A quick intro…

My name is Asim.

I studied physics at university, became an investment banker in London for several years, and moved to Malaysia a decade ago to become an entrepreneur.

At university I met my wife, Isabelle. She graduated in classics, trained to become a lawyer, but then became a Chartered Accountant, then tax consultant, then a designer of some incredible villas (she’s incredibly intelligent!).

We have 3 kids, Maryam (born 2004), Danyal (2006) and Sabeen (2008).

Until late 2013, our kids had a pretty normal school education, just like their parents. In fact, if you told me up until mid-2013 that you homeschooled your kids I would have thought you were nuts.

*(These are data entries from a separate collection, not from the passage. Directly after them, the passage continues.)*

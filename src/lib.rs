//! # scaling-rs
//!
//! Feature scaling for numerical machine learning, with pluggable backends and
//! a strict split between fitting and inference.
//!
//! ## Core Design Principles
//!
//! - **Fit/Inference Separation**: unfitted scalers carry hyperparameters only;
//!   `fit` produces a separate fitted type holding the learned parameters.
//! - **Runtime Selection**: [`ScalingModel`] owns one fitted scaler chosen by a
//!   [`ScalerType`] tag and reports `NotFitted` instead of guessing.
//! - **Backend Agnosticism**: the `Backend` trait lets the same scalers run on
//!   a pure-Rust buffer or on `ndarray`.
//! - **Plain Parameters**: fitted state exports to serde structs of `f64`, so
//!   models are saved and reloaded without loss.
//!
//! ## Quick Start
//!
//! ```rust
//! use scaling_rs::backend::{CpuBackend, Tensor2D};
//! use scaling_rs::{ScalerType, ScalingModel};
//!
//! // 4 samples, 2 features
//! let data = Tensor2D::<CpuBackend>::new(vec![1.0, 10.0, 2.0, 20.0, 3.0, 30.0, 4.0, 40.0], 4, 2);
//!
//! let mut model =
//!     ScalingModel::<CpuBackend>::default().with_scaler_type(ScalerType::MaxAbsScaler);
//! let scaled = model.fit_transform(&data).unwrap();
//! assert_eq!(scaled.to_vec(), vec![0.25, 0.25, 0.5, 0.5, 0.75, 0.75, 1.0, 1.0]);
//!
//! let restored = model.inverse_transform(&scaled).unwrap();
//! assert_eq!(restored.to_vec(), data.to_vec());
//! ```
//!
//! ## Module Structure
//!
//! - `backend`: Tensor abstractions and computation primitives (`Tensor1D`, `Tensor2D`)
//! - `linalg`: Symmetric eigendecomposition used by the whitening scalers
//! - `preprocessing`: The scalers, their traits and the `ScalingModel`
//! - `serialization`: Byte encoding of fitted parameters

pub mod backend;

/// Dense linear algebra for whitening.
pub mod linalg;

/// Feature scaling transformers.
pub mod preprocessing;

/// Parameter persistence.
pub mod serialization;

/// Re-export of core backend types for convenient usage.
pub use backend::{Backend, ScalarOps, Tensor1D, Tensor2D};

#[cfg(feature = "cpu")]
pub use backend::CpuBackend;

pub use preprocessing::{
    FittedTransformer, PreprocessingError, ScalerType, ScalingModel, ScalingModelConfig,
    Transformer,
};
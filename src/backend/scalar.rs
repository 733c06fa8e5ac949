/// Scalar operations required by numerical backends.
///
/// Implemented for the primitive floating-point type a backend computes in.
/// `from_f64`/`to_f64` bridge between host values and backend precision.
///
/// # Example
/// ```
/// use scaling_rs::backend::ScalarOps;
///
/// let x = 4.0f64;
/// assert_eq!(ScalarOps::sqrt(x), 2.0);
/// assert_eq!(f64::zero(), 0.0);
/// assert_eq!(f64::one(), 1.0);
/// ```
pub trait ScalarOps:
    Clone
    + Copy
    + Send
    + Sync
    + std::fmt::Debug
    + std::ops::Add<Output = Self>
    + std::ops::Mul<Output = Self>
    + std::ops::Sub<Output = Self>
    + std::ops::Div<Output = Self>
{
    /// Square root.
    fn sqrt(self) -> Self;

    /// Absolute value.
    fn abs(self) -> Self;

    /// Additive identity.
    fn zero() -> Self;

    /// Multiplicative identity.
    fn one() -> Self;

    /// Converts an `f64` value to this scalar type.
    fn from_f64(v: f64) -> Self;

    /// Converts this scalar to an `f64` value.
    fn to_f64(self) -> f64;
}

impl ScalarOps for f64 {
    fn sqrt(self) -> Self {
        f64::sqrt(self)
    }

    fn abs(self) -> Self {
        f64::abs(self)
    }

    fn zero() -> Self {
        0.0
    }

    fn one() -> Self {
        1.0
    }

    fn from_f64(v: f64) -> Self {
        v
    }

    fn to_f64(self) -> f64 {
        self
    }
}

But by late 2013, I had convinced Isabelle and the kids that we should give homeschooling a try. They all agreed.

Today the kids have become conversant in 5 languages and they are getting there in a 6th. Maryam achieved five A*s in her IGCSE’s (UK 16+ exam) when she was 12, Danyal three A*s when he was 10, and Sabeen has achieved two A*s with one result pending, also at 10.

The elder two then finished their A-levels (UK 18+ exams) aged 13 (AAB) and 11 (AA), and are now learning coding, i.e. programming, to start their own business.

Sabeen, 10, is currently studying for her A-levels.

Danyal, who is the only one that really enjoys sport, plays football and squash at a high level and is one of the fastest 10-year-olds over 5km in Malaysia, and the girls are good rock climbers and regularly do self-defence.

Honestly, the kids are happy, have many friends, are confident and sociable.

My home school journey has led me to believe that the modern education system, that I experienced the very best of, is completely messed up – so messed up that I no longer insist my kids go to university. Sure, if they passionately want to become something where a degree is required – e.g. a doctor, lawyer, investment banker – then yes, university it is, but otherwise it’s up to them.

In this blog, I explain why I decided to home school my kids, the journey so far, why I think modern education desperately needs reform.